• TASK TO COMPLETE:
Every line below that holds the string "RealFs" should be copied.

• DATA EXTRACT:
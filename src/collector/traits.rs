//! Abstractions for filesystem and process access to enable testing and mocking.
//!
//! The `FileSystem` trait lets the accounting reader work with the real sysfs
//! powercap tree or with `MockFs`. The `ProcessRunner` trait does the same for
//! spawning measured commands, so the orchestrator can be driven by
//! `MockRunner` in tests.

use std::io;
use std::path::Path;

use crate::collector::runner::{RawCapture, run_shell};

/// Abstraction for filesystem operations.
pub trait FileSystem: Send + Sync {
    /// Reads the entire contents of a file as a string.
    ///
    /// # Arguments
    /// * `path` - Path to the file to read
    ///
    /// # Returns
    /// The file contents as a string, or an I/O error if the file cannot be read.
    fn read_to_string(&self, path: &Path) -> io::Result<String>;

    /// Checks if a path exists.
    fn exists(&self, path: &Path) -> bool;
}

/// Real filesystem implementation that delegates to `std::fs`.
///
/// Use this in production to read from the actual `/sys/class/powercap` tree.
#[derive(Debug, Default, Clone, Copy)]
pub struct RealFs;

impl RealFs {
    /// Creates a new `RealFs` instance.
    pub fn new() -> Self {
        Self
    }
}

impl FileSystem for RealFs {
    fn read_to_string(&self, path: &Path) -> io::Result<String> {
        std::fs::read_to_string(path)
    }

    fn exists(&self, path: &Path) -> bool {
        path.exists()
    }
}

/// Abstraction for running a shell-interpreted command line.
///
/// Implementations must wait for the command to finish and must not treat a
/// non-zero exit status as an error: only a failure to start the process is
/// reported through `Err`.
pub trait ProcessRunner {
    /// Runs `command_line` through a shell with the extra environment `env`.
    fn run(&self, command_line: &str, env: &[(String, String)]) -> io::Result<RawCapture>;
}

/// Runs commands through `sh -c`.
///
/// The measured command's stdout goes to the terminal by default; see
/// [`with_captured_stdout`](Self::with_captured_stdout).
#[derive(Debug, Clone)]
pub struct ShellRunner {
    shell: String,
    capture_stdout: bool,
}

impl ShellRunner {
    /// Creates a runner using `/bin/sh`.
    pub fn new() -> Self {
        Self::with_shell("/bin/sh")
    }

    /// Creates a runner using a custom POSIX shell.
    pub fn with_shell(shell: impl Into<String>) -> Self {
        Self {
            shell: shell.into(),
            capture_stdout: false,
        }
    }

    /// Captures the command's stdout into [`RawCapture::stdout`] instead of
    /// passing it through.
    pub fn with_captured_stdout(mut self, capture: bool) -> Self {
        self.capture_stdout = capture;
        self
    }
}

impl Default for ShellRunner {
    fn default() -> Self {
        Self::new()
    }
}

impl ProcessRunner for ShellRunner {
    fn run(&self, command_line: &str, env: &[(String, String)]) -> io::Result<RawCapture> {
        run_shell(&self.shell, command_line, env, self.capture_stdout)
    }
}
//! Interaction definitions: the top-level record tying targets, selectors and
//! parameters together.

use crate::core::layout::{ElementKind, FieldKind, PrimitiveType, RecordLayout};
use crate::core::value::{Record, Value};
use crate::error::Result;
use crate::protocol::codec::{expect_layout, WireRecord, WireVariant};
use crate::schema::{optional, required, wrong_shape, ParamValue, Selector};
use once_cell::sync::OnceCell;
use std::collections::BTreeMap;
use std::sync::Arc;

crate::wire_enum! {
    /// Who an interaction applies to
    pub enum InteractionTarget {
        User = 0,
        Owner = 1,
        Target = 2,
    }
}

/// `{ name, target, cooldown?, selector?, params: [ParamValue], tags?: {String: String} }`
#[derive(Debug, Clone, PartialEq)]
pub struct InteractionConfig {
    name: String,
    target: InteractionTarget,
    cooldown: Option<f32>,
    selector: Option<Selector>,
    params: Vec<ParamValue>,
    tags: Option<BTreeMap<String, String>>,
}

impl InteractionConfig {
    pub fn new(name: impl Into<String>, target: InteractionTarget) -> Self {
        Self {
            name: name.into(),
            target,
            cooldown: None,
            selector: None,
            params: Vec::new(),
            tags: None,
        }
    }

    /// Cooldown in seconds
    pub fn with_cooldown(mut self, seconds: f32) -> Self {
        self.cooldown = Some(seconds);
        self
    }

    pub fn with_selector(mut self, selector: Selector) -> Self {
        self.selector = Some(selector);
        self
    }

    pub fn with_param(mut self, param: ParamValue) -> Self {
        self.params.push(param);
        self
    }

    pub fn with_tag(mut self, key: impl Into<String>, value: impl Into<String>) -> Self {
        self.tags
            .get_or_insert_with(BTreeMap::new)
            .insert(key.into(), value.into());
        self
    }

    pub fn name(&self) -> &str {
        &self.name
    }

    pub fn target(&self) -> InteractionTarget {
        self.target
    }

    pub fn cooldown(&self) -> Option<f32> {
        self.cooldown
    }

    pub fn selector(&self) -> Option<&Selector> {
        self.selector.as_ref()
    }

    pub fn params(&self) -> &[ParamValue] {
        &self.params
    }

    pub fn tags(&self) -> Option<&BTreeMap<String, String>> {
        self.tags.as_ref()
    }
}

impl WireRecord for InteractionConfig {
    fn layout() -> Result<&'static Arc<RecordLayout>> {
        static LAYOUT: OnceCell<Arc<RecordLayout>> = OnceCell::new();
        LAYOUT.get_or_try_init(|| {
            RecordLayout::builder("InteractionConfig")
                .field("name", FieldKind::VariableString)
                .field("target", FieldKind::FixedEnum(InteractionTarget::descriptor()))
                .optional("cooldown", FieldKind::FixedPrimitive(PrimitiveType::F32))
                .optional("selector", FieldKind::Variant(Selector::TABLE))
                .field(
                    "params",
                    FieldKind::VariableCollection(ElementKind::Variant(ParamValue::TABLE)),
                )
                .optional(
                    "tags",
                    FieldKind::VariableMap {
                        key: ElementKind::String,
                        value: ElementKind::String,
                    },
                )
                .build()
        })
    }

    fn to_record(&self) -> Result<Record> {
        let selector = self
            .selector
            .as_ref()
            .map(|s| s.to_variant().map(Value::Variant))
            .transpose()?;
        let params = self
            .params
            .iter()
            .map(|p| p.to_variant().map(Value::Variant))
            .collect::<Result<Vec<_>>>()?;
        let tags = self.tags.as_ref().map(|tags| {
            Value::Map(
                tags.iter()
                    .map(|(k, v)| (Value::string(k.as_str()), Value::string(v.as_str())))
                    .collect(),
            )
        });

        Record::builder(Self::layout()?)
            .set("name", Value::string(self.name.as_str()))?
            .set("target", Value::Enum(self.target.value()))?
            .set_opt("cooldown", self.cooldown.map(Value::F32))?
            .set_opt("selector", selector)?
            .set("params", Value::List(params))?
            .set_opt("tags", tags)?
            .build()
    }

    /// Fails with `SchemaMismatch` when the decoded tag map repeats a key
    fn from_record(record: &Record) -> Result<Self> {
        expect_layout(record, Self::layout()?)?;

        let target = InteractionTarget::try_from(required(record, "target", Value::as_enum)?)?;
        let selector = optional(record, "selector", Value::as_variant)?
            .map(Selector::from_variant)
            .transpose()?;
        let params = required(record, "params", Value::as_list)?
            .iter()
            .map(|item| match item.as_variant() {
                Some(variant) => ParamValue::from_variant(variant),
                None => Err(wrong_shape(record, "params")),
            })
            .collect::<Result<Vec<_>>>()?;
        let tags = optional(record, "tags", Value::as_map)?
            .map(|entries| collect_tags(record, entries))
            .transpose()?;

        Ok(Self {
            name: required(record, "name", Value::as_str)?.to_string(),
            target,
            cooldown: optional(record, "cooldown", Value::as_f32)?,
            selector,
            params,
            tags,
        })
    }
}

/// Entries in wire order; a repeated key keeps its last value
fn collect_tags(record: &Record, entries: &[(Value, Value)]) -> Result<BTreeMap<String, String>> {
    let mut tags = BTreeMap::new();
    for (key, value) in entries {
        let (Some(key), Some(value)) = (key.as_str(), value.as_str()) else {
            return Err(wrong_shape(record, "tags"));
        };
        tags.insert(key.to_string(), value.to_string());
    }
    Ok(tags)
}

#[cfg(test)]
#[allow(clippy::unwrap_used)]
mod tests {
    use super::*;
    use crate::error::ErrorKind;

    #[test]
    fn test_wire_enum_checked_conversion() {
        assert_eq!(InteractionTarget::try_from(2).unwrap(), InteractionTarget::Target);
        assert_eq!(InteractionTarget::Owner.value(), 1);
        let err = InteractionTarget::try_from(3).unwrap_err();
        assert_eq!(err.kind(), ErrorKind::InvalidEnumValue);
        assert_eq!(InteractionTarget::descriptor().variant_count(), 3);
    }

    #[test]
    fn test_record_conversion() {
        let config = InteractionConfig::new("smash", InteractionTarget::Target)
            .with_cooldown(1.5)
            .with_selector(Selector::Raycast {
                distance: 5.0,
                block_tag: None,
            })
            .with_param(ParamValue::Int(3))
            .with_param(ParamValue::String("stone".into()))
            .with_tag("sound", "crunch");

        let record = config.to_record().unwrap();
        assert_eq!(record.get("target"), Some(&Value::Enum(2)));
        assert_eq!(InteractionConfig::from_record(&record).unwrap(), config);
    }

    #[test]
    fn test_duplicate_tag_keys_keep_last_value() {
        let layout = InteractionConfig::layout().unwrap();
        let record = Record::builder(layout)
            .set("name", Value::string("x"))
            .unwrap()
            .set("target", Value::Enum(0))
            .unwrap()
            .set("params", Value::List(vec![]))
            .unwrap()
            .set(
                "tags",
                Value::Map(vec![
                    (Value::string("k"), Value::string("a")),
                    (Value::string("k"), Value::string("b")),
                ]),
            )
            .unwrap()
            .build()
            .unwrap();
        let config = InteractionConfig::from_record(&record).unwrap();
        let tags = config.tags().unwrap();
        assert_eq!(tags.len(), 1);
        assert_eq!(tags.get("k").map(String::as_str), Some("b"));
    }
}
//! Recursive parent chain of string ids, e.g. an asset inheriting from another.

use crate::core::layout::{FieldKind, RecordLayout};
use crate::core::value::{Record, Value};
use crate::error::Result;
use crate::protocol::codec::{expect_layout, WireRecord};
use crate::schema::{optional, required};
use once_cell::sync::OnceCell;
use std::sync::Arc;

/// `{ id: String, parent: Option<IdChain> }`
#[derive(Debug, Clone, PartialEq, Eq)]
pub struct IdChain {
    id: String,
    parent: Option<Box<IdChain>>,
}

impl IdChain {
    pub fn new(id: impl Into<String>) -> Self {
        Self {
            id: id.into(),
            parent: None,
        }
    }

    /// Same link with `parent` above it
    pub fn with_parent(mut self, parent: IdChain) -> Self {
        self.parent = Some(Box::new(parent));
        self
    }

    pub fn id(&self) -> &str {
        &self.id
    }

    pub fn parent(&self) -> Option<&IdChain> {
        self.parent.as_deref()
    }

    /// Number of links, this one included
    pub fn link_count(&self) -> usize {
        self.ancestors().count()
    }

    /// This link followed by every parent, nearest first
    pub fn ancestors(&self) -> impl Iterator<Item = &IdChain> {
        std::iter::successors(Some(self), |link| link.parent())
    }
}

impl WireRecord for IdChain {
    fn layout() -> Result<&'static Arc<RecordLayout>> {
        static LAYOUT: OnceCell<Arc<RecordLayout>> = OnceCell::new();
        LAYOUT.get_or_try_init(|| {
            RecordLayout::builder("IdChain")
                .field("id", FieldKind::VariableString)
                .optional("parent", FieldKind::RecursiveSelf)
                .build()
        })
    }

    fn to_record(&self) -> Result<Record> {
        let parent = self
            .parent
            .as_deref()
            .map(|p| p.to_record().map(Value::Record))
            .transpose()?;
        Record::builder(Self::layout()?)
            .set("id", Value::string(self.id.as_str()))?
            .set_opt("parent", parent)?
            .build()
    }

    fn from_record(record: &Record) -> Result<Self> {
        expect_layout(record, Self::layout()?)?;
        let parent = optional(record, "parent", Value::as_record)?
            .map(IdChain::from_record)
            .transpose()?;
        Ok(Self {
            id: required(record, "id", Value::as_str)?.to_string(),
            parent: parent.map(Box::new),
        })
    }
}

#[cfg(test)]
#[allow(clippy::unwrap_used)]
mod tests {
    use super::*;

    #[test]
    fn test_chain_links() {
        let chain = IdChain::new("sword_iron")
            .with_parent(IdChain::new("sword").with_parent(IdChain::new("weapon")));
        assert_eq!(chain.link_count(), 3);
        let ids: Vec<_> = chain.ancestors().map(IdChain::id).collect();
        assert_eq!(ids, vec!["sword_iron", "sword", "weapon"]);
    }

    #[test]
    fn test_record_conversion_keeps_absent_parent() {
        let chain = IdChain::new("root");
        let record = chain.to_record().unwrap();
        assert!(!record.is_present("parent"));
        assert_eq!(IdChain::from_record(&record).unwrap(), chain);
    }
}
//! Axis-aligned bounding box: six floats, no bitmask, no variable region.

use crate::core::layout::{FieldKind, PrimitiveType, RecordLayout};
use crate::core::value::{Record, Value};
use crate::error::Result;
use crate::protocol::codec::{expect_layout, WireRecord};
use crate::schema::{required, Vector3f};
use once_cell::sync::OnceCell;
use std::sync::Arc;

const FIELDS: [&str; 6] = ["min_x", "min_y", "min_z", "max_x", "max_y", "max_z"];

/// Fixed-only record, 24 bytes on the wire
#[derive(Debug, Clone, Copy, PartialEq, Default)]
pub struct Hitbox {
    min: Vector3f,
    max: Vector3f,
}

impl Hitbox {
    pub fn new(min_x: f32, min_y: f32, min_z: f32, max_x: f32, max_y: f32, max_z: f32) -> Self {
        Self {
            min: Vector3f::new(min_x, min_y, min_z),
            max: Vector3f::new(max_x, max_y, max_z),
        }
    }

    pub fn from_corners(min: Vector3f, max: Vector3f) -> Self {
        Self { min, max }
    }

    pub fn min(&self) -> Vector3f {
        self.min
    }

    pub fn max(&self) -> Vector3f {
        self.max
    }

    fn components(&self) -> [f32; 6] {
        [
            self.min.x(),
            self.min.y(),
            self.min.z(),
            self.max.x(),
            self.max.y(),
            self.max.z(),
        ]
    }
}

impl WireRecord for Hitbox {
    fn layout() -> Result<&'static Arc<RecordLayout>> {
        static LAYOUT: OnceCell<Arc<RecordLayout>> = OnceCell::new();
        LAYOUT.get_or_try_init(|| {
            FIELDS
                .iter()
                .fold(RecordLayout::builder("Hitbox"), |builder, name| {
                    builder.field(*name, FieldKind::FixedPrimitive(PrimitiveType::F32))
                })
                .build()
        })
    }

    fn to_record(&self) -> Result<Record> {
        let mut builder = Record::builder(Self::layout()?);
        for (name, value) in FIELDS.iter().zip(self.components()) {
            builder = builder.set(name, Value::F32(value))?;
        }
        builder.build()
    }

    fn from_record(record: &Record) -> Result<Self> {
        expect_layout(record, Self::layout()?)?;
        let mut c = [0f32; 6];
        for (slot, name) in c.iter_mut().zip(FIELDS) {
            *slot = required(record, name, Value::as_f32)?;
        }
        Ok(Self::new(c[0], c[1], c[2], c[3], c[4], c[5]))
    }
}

• ANSWER BOX:
pub struct RealFs;
impl RealFs {
    /// Creates a new `RealFs` instance.
impl FileSystem for RealFs {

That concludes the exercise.